So off you go to the bathroom, and on your way—BLAM!—you run straight into Little Miss Over Easy, Sunny-Side-Up Beauty Queen. Now, this chick ain’t no nun. She’s more into the Holy Molys than the Hail Marys, if you get my vibe. She’s wearing a fuckin’ T-shirt that says ‘I Da Ho’
for the love of sweet Jesus Christ!
So this little smokin’ firecracker of a pageant princess says to you, ‘Hey, my best friend says you’d never let me blow you in the
Icon
bathroom. Wanna help me win a hundred bucks?’”

Joey was now standing, leaning over the edge of the stage, inches from Andy, who was gripped with either panic or anger, it was hard to tell which. “What was I supposed to DO, huh?” Joey yelled, before turning incredulously to his audience. “Send the girl home, emptymouthed and a hundred bucks poorer?”

He grinned to prove his point. So many teeth. Such ludicrously proportioned lips.

Silence.

Beside me, Mitch looked as though he were in physical pain.

“HUH??” repeated Joey.

Then Andy spoke.


Yes,
” he began, quietly. “That’s what you were supposed to do, Joey. Send her home, without putting your sixty-two-year-old
dick
in her goddamn eighteen-year-old
mouth,
okay? Now is that too much to ask, to save yourself and your employer from years of depositions, a public trial, jail, and/or possible financial ruin? Is it really?”

Andy’s face now had the hot, lumpy texture of rage.

“Jesus,” said Joey, throwing up his hands. “Shoot me. Just fuckin’ shoot me, okay? I had some fun. This is America. You guys should go work for Tali-Qaeda.”

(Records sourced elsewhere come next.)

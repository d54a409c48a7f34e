//! Broadcast synchronizer
//!
//! Typed publish/subscribe over a [`ChannelTransport`]. Both directions are
//! best-effort: when the transport is missing they quietly do nothing.

use std::sync::Arc;

use tokio::task::JoinHandle;
use tracing::debug;

use crate::broadcast::{BroadcastEnvelope, ChannelTransport};

#[derive(Clone)]
pub struct BroadcastSync {
    transport: Option<Arc<dyn ChannelTransport>>,
    prefix: String,
}

impl BroadcastSync {
    pub fn new(transport: Arc<dyn ChannelTransport>) -> Self {
        Self {
            transport: Some(transport),
            prefix: String::new(),
        }
    }

    /// A synchronizer for a context with no channel support.
    pub fn unavailable() -> Self {
        Self {
            transport: None,
            prefix: String::new(),
        }
    }

    /// Namespaces every channel as `prefix.name`.
    pub fn with_prefix(mut self, prefix: impl Into<String>) -> Self {
        self.prefix = prefix.into().trim().to_string();
        self
    }

    pub fn is_available(&self) -> bool {
        self.transport.is_some()
    }

    pub fn channel_name(&self, name: &str) -> String {
        if self.prefix.is_empty() {
            name.to_string()
        } else {
            format!("{}.{}", self.prefix, name)
        }
    }

    // == Publish ==
    /// Opens a channel, sends one envelope and closes it again.
    ///
    /// Returns whether the envelope was handed to the transport.
    pub fn publish(&self, channel: &str, envelope: &BroadcastEnvelope) -> bool {
        let Some(transport) = &self.transport else {
            debug!("Publish '{}' skipped: no transport", envelope.tag());
            return false;
        };
        let name = self.channel_name(channel);
        let result = transport.open(&name).and_then(|mut ch| {
            let sent = envelope.encode().and_then(|payload| ch.send(payload));
            ch.close();
            sent
        });
        match result {
            Ok(()) => true,
            Err(e) => {
                debug!("Publish '{}' on '{}' dropped: {}", envelope.tag(), name, e);
                false
            }
        }
    }

    // == Subscribe ==
    /// Keeps a channel open and hands every well-formed envelope to `handler`
    /// until the returned [`Subscription`] is closed or dropped.
    ///
    /// Malformed messages never reach the handler. Needs a tokio runtime; without
    /// one (or without a transport) the subscription is inert.
    pub fn subscribe<F>(&self, channel: &str, mut handler: F) -> Subscription
    where
        F: FnMut(BroadcastEnvelope) + Send + 'static,
    {
        let name = self.channel_name(channel);
        let Some(transport) = &self.transport else {
            debug!("Subscribe to '{}' skipped: no transport", name);
            return Subscription::inactive(name);
        };
        let Ok(runtime) = tokio::runtime::Handle::try_current() else {
            debug!("Subscribe to '{}' skipped: no runtime", name);
            return Subscription::inactive(name);
        };
        // Open before spawning so nothing sent after this call is missed.
        let mut ch = match transport.open(&name) {
            Ok(ch) => ch,
            Err(e) => {
                debug!("Subscribe to '{}' skipped: {}", name, e);
                return Subscription::inactive(name);
            }
        };

        let task_name = name.clone();
        let task = runtime.spawn(async move {
            while let Some(raw) = ch.recv().await {
                match BroadcastEnvelope::decode(raw) {
                    Some(envelope) => handler(envelope),
                    None => debug!("Dropped malformed message on '{}'", task_name),
                }
            }
            ch.close();
        });

        Subscription {
            channel: name,
            task: Some(task),
        }
    }
}

// == Subscription ==
/// Live subscription. Dropping it closes the channel.
pub struct Subscription {
    channel: String,
    task: Option<JoinHandle<()>>,
}

impl Subscription {
    fn inactive(channel: String) -> Self {
        Self {
            channel,
            task: None,
        }
    }

    pub fn channel(&self) -> &str {
        &self.channel
    }

    pub fn is_active(&self) -> bool {
        self.task.as_ref().is_some_and(|t| !t.is_finished())
    }

    pub fn close(mut self) {
        self.stop();
    }

    fn stop(&mut self) {
        if let Some(task) = self.task.take() {
            task.abort();
        }
    }
}

impl Drop for Subscription {
    fn drop(&mut self) {
        self.stop();
    }
}

#[cfg(test)]
mod tests {
    use super::*;
    use crate::broadcast::{LocalChannelHub, UnavailableTransport};
    use crate::cache_key;
    use serde_json::json;
    use std::sync::Mutex;
    use std::time::Duration;

    fn collector() -> (Arc<Mutex<Vec<BroadcastEnvelope>>>, impl FnMut(BroadcastEnvelope) + Send) {
        let seen = Arc::new(Mutex::new(Vec::new()));
        let sink = seen.clone();
        (seen, move |env| sink.lock().unwrap().push(env))
    }

    #[tokio::test]
    async fn test_publish_reaches_peer_subscriber() {
        let hub = LocalChannelHub::default();
        let a = BroadcastSync::new(Arc::new(hub.context("a")));
        let b = BroadcastSync::new(Arc::new(hub.context("b")));

        let (seen, handler) = collector();
        let sub = b.subscribe("sync", handler);
        assert!(sub.is_active());

        let env = BroadcastEnvelope::invalidate(cache_key!["groups"], true);
        assert!(a.publish("sync", &env));

        tokio::time::sleep(Duration::from_millis(50)).await;
        assert_eq!(seen.lock().unwrap().as_slice(), &[env]);
    }

    #[tokio::test]
    async fn test_malformed_messages_are_dropped() {
        let hub = LocalChannelHub::default();
        let b = BroadcastSync::new(Arc::new(hub.context("b")));
        let (seen, handler) = collector();
        let _sub = b.subscribe("sync", handler);

        let raw = hub.context("a").open("sync").unwrap();
        raw.send(json!({ "type": "unknown", "payload": {} })).unwrap();
        raw.send(json!("garbage")).unwrap();
        raw.send(json!({ "type": "invalidate", "payload": { "key": ["groups"], "exact": true } }))
            .unwrap();

        tokio::time::sleep(Duration::from_millis(50)).await;
        let seen = seen.lock().unwrap();
        assert_eq!(seen.len(), 1);
        assert_eq!(seen[0].tag(), "invalidate");
    }

    #[tokio::test]
    async fn test_prefix_namespaces_channels() {
        let hub = LocalChannelHub::default();
        let a = BroadcastSync::new(Arc::new(hub.context("a"))).with_prefix("tm");
        let b_plain = BroadcastSync::new(Arc::new(hub.context("b")));
        let b_prefixed = BroadcastSync::new(Arc::new(hub.context("b"))).with_prefix("tm");
        assert_eq!(a.channel_name("sync"), "tm.sync");

        let (plain_seen, plain) = collector();
        let (prefixed_seen, prefixed) = collector();
        let _s1 = b_plain.subscribe("sync", plain);
        let _s2 = b_prefixed.subscribe("sync", prefixed);

        a.publish("sync", &BroadcastEnvelope::invalidate(cache_key!["groups"], false));
        tokio::time::sleep(Duration::from_millis(50)).await;
        assert!(plain_seen.lock().unwrap().is_empty());
        assert_eq!(prefixed_seen.lock().unwrap().len(), 1);
    }

    #[tokio::test]
    async fn test_dropped_subscription_stops_delivery() {
        let hub = LocalChannelHub::default();
        let a = BroadcastSync::new(Arc::new(hub.context("a")));
        let b = BroadcastSync::new(Arc::new(hub.context("b")));
        let (seen, handler) = collector();

        let sub = b.subscribe("sync", handler);
        sub.close();
        tokio::time::sleep(Duration::from_millis(10)).await;

        a.publish("sync", &BroadcastEnvelope::invalidate(cache_key!["groups"], true));
        tokio::time::sleep(Duration::from_millis(50)).await;
        assert!(seen.lock().unwrap().is_empty());
    }

    #[tokio::test]
    async fn test_unavailable_transport_is_noop() {
        for sync in [
            BroadcastSync::unavailable(),
            BroadcastSync::new(Arc::new(UnavailableTransport)),
        ] {
            let env = BroadcastEnvelope::invalidate(cache_key!["groups"], true);
            assert!(!sync.publish("sync", &env));
            let sub = sync.subscribe("sync", |_| {});
            assert!(!sub.is_active());
        }
    }

    #[test]
    fn test_subscribe_without_runtime_is_inert() {
        let hub = LocalChannelHub::default();
        let sync = BroadcastSync::new(Arc::new(hub.context("a")));
        let sub = sync.subscribe("sync", |_| {});
        assert!(!sub.is_active());
        assert_eq!(sub.channel(), "sync");
    }
}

“You mean the Taliban,” Andy corrected.

“Whatever, man.”

“Or al-Qaeda.”

“Jesus, okay, Mr. Dictionary.”

“Not Tali-Qaeda.”

“Suck on it, fat boy.”

Ignoring this, Andy leaned down and got closer to Joey, until their faces were almost touching. “Now answer my question, Mr. Lovecraft,” he snarled. “Will you restrain yourself? Or do you want to lose this lucrative day job of yours?”

Joey crossed his arms and tried to outstare his adversary. But Andy wasn’t intimidated. He’d clearly been given orders by Sir Harold to deliver an unambiguous message.

“Well?” demanded Andy.

“Okay—you fuckin’ win!” Joey huffed, sitting back down heavily. “Now why don’t you give me your goddamn address, so I can FedEx my fuckin’ balls to you overnight.”

14

Little Green Pills

December

AS IF JOEY’S LIBIDO
weren’t enough to contend with, there was still the unresolved matter of Bibi and her cue cards—a problem that was apparently all mine to handle, thanks to Len’s shameless ass-covering. I suppose it shouldn’t have come as a surprise that Len had pulled such a weasel move on me, given his long history of weaseldom. And yet… it kind of did. How did he expect me to take Bibi aside and have a “quiet word” when even Teddy often had to make appointments to speak to her? More to the point: How did Len think this notoriously imperious businesswoman—
worth half a billion dollars!
—was going to react when the most junior producer on
Icon
accused her of behavior that amounted to cheating?

My first tactic—inspired by Dad’s tried-and-true approach to conflict resolution—was to simply ignore the issue and hope it went away by itself.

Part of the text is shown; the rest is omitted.